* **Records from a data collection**

[Start of Attachment]

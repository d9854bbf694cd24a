//! Algebraic expressions over model variables.
//!
//! A model that does not write a variable directly can often provide it as
//! a combination of others, e.g. `gpp` as `nee + reco` or `rsns` as
//! `rsds - rsus`. An [`Expression`] is parsed once and evaluated over masked
//! arrays, carrying units alongside the values:
//!
//! * `+` and `-` convert the right operand into the unit of the left;
//! * `*` and `/` multiply and divide units;
//! * `^` takes a constant exponent, which must be an integer unless the
//!   base is dimensionless;
//! * bare numbers take the unit of whatever they are added to.
//!
//! `abs`, `sqrt`, `exp` and `log` are available as functions.
//!
//! ```
//! use ilamb_core::expression::Expression;
//!
//! let expr = Expression::parse("(rsds - rsus) / 2").unwrap();
//! assert_eq!(expr.variables(), vec!["rsds", "rsus"]);
//! ```

use std::collections::BTreeMap;
use std::fmt;

use ndarray::{ArrayD, Zip};

use crate::errors::{IlambError, IlambResult};
use crate::masked::MaskedArray;
use crate::units::{ParsedUnit, Unit};
use crate::variable::Variable;

#[derive(Debug, Clone, Copy, PartialEq, Eq)]
pub enum BinaryOp {
    Add,
    Sub,
    Mul,
    Div,
    Pow,
}

#[derive(Debug, Clone, Copy, PartialEq, Eq)]
pub enum Function {
    Abs,
    Sqrt,
    Exp,
    Log,
}

impl Function {
    fn from_name(name: &str) -> Option<Self> {
        match name {
            "abs" => Some(Self::Abs),
            "sqrt" => Some(Self::Sqrt),
            "exp" => Some(Self::Exp),
            "log" | "ln" => Some(Self::Log),
            _ => None,
        }
    }

    fn apply(self, x: f64) -> f64 {
        match self {
            Self::Abs => x.abs(),
            Self::Sqrt => x.sqrt(),
            Self::Exp => x.exp(),
            Self::Log => x.ln(),
        }
    }
}

/// Parsed expression tree.
#[derive(Debug, Clone, PartialEq)]
pub enum Expr {
    Number(f64),
    Variable(String),
    Neg(Box<Expr>),
    Binary(BinaryOp, Box<Expr>, Box<Expr>),
    Call(Function, Box<Expr>),
}

/// An expression together with its source text.
#[derive(Debug, Clone, PartialEq)]
pub struct Expression {
    source: String,
    root: Expr,
}

impl Expression {
    /// Parses `source`.
    ///
    /// # Errors
    ///
    /// [`IlambError::Expression`] on a syntax error or an unknown function.
    pub fn parse(source: &str) -> IlambResult<Self> {
        let mut parser = ExprParser::new(source);
        let root = parser.parse_sum()?;
        parser.skip_whitespace();
        if let Some(c) = parser.peek() {
            return Err(parser.error(format!("unexpected '{c}' at position {}", parser.pos)));
        }
        Ok(Self {
            source: source.to_string(),
            root,
        })
    }

    pub fn source(&self) -> &str {
        &self.source
    }

    pub fn root(&self) -> &Expr {
        &self.root
    }

    /// Variable names in order of first appearance.
    pub fn variables(&self) -> Vec<&str> {
        fn walk<'e>(expr: &'e Expr, out: &mut Vec<&'e str>) {
            match expr {
                Expr::Number(_) => {}
                Expr::Variable(name) => {
                    if !out.contains(&name.as_str()) {
                        out.push(name);
                    }
                }
                Expr::Neg(inner) | Expr::Call(_, inner) => walk(inner, out),
                Expr::Binary(_, lhs, rhs) => {
                    walk(lhs, out);
                    walk(rhs, out);
                }
            }
        }
        let mut out = Vec::new();
        walk(&self.root, &mut out);
        out
    }

    /// Evaluates the expression over `inputs`, keyed by variable name.
    ///
    /// Returns the values, masked wherever an input is masked or the result
    /// is not finite, and the unit of the result.
    ///
    /// # Errors
    ///
    /// [`IlambError::Expression`] for missing inputs, mismatched shapes,
    /// or unit combinations that have no meaning; unit errors when an input
    /// unit cannot be parsed or converted.
    pub fn evaluate(&self, inputs: &BTreeMap<String, Variable>) -> IlambResult<(MaskedArray, String)> {
        let value = self.eval(&self.root, inputs)?;
        let unit = value.unit.map_or_else(|| "1".to_string(), |u| cf_unit(&u));
        let data = match value.field {
            Field::Array(data) => data,
            Field::Scalar(_) => {
                return Err(self.error("expression does not reference any variable".into()));
            }
        };
        Ok((data, unit))
    }

    fn error(&self, reason: String) -> IlambError {
        IlambError::Expression {
            expression: self.source.clone(),
            reason,
        }
    }

    fn eval(&self, expr: &Expr, inputs: &BTreeMap<String, Variable>) -> IlambResult<Value> {
        match expr {
            Expr::Number(x) => Ok(Value {
                field: Field::Scalar(*x),
                unit: None,
            }),
            Expr::Variable(name) => {
                let input = inputs
                    .get(name)
                    .ok_or_else(|| self.error(format!("no input named '{name}'")))?;
                Ok(Value {
                    field: Field::Array(input.data.clone()),
                    unit: Some(ParsedUnit::parse(&input.unit)?),
                })
            }
            Expr::Neg(inner) => {
                let value = self.eval(inner, inputs)?;
                Ok(Value {
                    field: value.field.map(|x| -x),
                    unit: value.unit,
                })
            }
            Expr::Call(function, inner) => {
                let value = self.eval(inner, inputs)?;
                let unit = match (function, value.unit) {
                    (Function::Abs, unit) => unit,
                    (_, None) => None,
                    (Function::Sqrt, Some(unit)) => Some(self.root_unit(&unit)?),
                    (Function::Exp | Function::Log, Some(unit)) => {
                        if !unit.is_dimensionless()? {
                            return Err(self.error(format!("{function:?} of a quantity in '{unit}'")));
                        }
                        Some(ParsedUnit::dimensionless())
                    }
                };
                Ok(Value {
                    field: value.field.map(|x| function.apply(x)),
                    unit,
                })
            }
            Expr::Binary(op, lhs, rhs) => {
                let lhs = self.eval(lhs, inputs)?;
                let rhs = self.eval(rhs, inputs)?;
                self.binary(*op, lhs, rhs)
            }
        }
    }

    fn binary(&self, op: BinaryOp, lhs: Value, mut rhs: Value) -> IlambResult<Value> {
        let unit = match op {
            BinaryOp::Add | BinaryOp::Sub => match (lhs.unit, rhs.unit.take()) {
                (Some(left), Some(right)) => {
                    if left != right {
                        let conversion = Unit::parse(&cf_unit(&right))?
                            .conversion_to(&Unit::parse(&cf_unit(&left))?)?;
                        rhs.field = rhs.field.map(|x| conversion.apply(x));
                    }
                    Some(left)
                }
                (left, right) => left.or(right),
            },
            BinaryOp::Mul => merge_units(lhs.unit, rhs.unit, |a, b| a.multiply(b)),
            BinaryOp::Div => merge_units(lhs.unit, rhs.unit, |a, b| a.divide(b)),
            BinaryOp::Pow => {
                let Field::Scalar(exponent) = rhs.field else {
                    return Err(self.error("exponents must be constant".into()));
                };
                match lhs.unit {
                    Some(unit) if !unit.is_dimensionless()? => {
                        if exponent.fract() != 0.0 {
                            return Err(self.error(format!("non-integer power of '{unit}'")));
                        }
                        Some(unit.pow(exponent as i32))
                    }
                    unit => unit,
                }
            }
        };

        let f: fn(f64, f64) -> f64 = match op {
            BinaryOp::Add => |a, b| a + b,
            BinaryOp::Sub => |a, b| a - b,
            BinaryOp::Mul => |a, b| a * b,
            BinaryOp::Div => |a, b| a / b,
            BinaryOp::Pow => f64::powf,
        };
        let field = Field::combine(lhs.field, rhs.field, f).map_err(|reason| self.error(reason))?;
        Ok(Value { field, unit })
    }

    /// Unit of the square root of `unit`; every exponent must be even.
    fn root_unit(&self, unit: &ParsedUnit) -> IlambResult<ParsedUnit> {
        if unit.components().values().any(|e| e % 2 != 0) {
            return Err(self.error(format!("square root of '{unit}'")));
        }
        let halved = unit
            .components()
            .iter()
            .map(|(symbol, e)| (symbol.clone(), e / 2))
            .collect();
        Ok(ParsedUnit::from_components(halved))
    }
}
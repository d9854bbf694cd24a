//! Masked n-dimensional arrays.
//!
//! Model output marks missing cells (ocean points of a land variable, times
//! outside a run) with fill values. Once read, missing cells are carried as
//! an explicit boolean mask alongside the values so that no arithmetic ever
//! sees a fill value.

use ndarray::{ArrayD, IxDyn, Zip};
use serde::{Deserialize, Serialize};

/// Absolute values at or above this are treated as missing, as most CMIP
/// writers use 1e20 as the fill value.
pub const MISSING_THRESHOLD: f64 = 1e20;

/// Fill value written to output files.
pub const FILL_VALUE: f64 = 1e20;

/// Values plus a mask of the same shape; `true` in the mask means missing.
#[derive(Debug, Clone, PartialEq, Serialize, Deserialize)]
pub struct MaskedArray {
    data: ArrayD<f64>,
    mask: ArrayD<bool>,
}

impl MaskedArray {
    /// Wraps `data` with an explicit mask.
    ///
    /// # Panics
    ///
    /// Panics if `data` and `mask` have different shapes.
    pub fn new(data: ArrayD<f64>, mask: ArrayD<bool>) -> Self {
        assert_eq!(data.shape(), mask.shape(), "mask shape must match data");
        Self { data, mask }
    }

    /// Masks non-finite values and values at or above [`MISSING_THRESHOLD`].
    pub fn from_data(data: ArrayD<f64>) -> Self {
        let mask = data.mapv(|v| !v.is_finite() || v.abs() >= MISSING_THRESHOLD);
        Self { data, mask }
    }

    /// Like [`MaskedArray::from_data`], additionally masking each value
    /// equal to one of `fill_values`.
    pub fn from_data_with_fill(data: ArrayD<f64>, fill_values: &[f64]) -> Self {
        let mut masked = Self::from_data(data);
        if !fill_values.is_empty() {
            Zip::from(&mut masked.mask)
                .and(&masked.data)
                .for_each(|m, &v| *m |= fill_values.contains(&v));
        }
        masked
    }

    pub fn zeros(shape: &[usize]) -> Self {
        Self {
            data: ArrayD::zeros(IxDyn(shape)),
            mask: ArrayD::from_elem(IxDyn(shape), false),
        }
    }

    pub fn data(&self) -> &ArrayD<f64> {
        &self.data
    }

    pub fn mask(&self) -> &ArrayD<bool> {
        &self.mask
    }

    pub fn shape(&self) -> &[usize] {
        self.data.shape()
    }

    pub fn ndim(&self) -> usize {
        self.data.ndim()
    }

    /// Value at `index`, or `None` where masked.
    pub fn get(&self, index: &[usize]) -> Option<f64> {
        if self.mask[index] {
            None
        } else {
            Some(self.data[index])
        }
    }

    pub fn count_unmasked(&self) -> usize {
        self.mask.iter().filter(|m| !**m).count()
    }

    /// Maximum of the unmasked values.
    pub fn max(&self) -> Option<f64> {
        self.data
            .iter()
            .zip(self.mask.iter())
            .filter(|(_, m)| !**m)
            .map(|(v, _)| *v)
            .reduce(f64::max)
    }

    /// Applies `f` to the unmasked values in place.
    pub fn map_inplace(&mut self, f: impl Fn(f64) -> f64) {
        Zip::from(&mut self.data)
            .and(&self.mask)
            .for_each(|v, &m| {
                if !m {
                    *v = f(*v);
                }
            });
    }

    /// Elementwise product; masked where either operand is masked.
    ///
    /// # Panics
    ///
    /// Panics if the shapes differ.
    pub fn multiply(&self, other: &Self) -> Self {
        let data = &self.data * &other.data;
        let mask = Zip::from(&self.mask)
            .and(&other.mask)
            .map_collect(|&a, &b| a || b);
        Self { data, mask }
    }

    /// Sum of the unmasked values.
    pub fn sum(&self) -> f64 {
        self.data
            .iter()
            .zip(self.mask.iter())
            .filter(|(_, m)| !**m)
            .map(|(v, _)| *v)
            .sum()
    }

    /// Values with masked cells replaced by `fill`.
    pub fn filled(&self, fill: f64) -> ArrayD<f64> {
        Zip::from(&self.data)
            .and(&self.mask)
            .map_collect(|&v, &m| if m { fill } else { v })
    }

    /// Drops a leading axis of length one.
    pub fn squeeze_leading(self) -> Self {
        if self.ndim() > 1 && self.shape()[0] == 1 {
            Self {
                data: self.data.index_axis_move(ndarray::Axis(0), 0),
                mask: self.mask.index_axis_move(ndarray::Axis(0), 0),
            }
        } else {
            self
        }
    }

    pub fn into_parts(self) -> (ArrayD<f64>, ArrayD<bool>) {
        (self.data, self.mask)
    }
}

#[cfg(test)]
mod tests {
    use super::*;
    use ndarray::arr2;

    #[test]
    fn test_fill_values_are_masked() {
        let data = arr2(&[[1.0, 1e20], [f64::NAN, -999.0]]).into_dyn();
        let masked = MaskedArray::from_data_with_fill(data, &[-999.0]);
        assert_eq!(masked.count_unmasked(), 1);
        assert_eq!(masked.get(&[0, 0]), Some(1.0));
        assert_eq!(masked.get(&[0, 1]), None);
        assert_eq!(masked.get(&[1, 0]), None);
        assert_eq!(masked.get(&[1, 1]), None);
    }

    #[test]
    fn test_max_and_sum_ignore_masked() {
        let data = arr2(&[[1.0, 2.0], [3.0, 1e30]]).into_dyn();
        let masked = MaskedArray::from_data(data);
        assert_eq!(masked.max(), Some(3.0));
        assert_eq!(masked.sum(), 6.0);
    }

    #[test]
    fn test_map_inplace_skips_masked() {
        let data = arr2(&[[50.0, 1e20]]).into_dyn();
        let mut masked = MaskedArray::from_data(data);
        masked.map_inplace(|v| v * 0.01);
        assert_eq!(masked.data()[[0, 0]], 0.5);
        assert_eq!(masked.data()[[0, 1]], 1e20);
    }

    #[test]
    fn test_multiply_unions_masks() {
        let a = MaskedArray::from_data(arr2(&[[2.0, 1e20]]).into_dyn());
        let b = MaskedArray::from_data(arr2(&[[3.0, 4.0]]).into_dyn());
        let c = a.multiply(&b);
        assert_eq!(c.get(&[0, 0]), Some(6.0));
        assert_eq!(c.get(&[0, 1]), None);
    }

    #[test]
    fn test_squeeze_leading() {
        let masked = MaskedArray::zeros(&[1, 3, 4]).squeeze_leading();
        assert_eq!(masked.shape(), &[3, 4]);
        let kept = MaskedArray::zeros(&[2, 3]).squeeze_leading();
        assert_eq!(kept.shape(), &[2, 3]);
    }
}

[End of Attachment]

* **What needs to be done**
State the number of lines in the entries above that contain the word "integer", and nothing more.

* **Task output**
2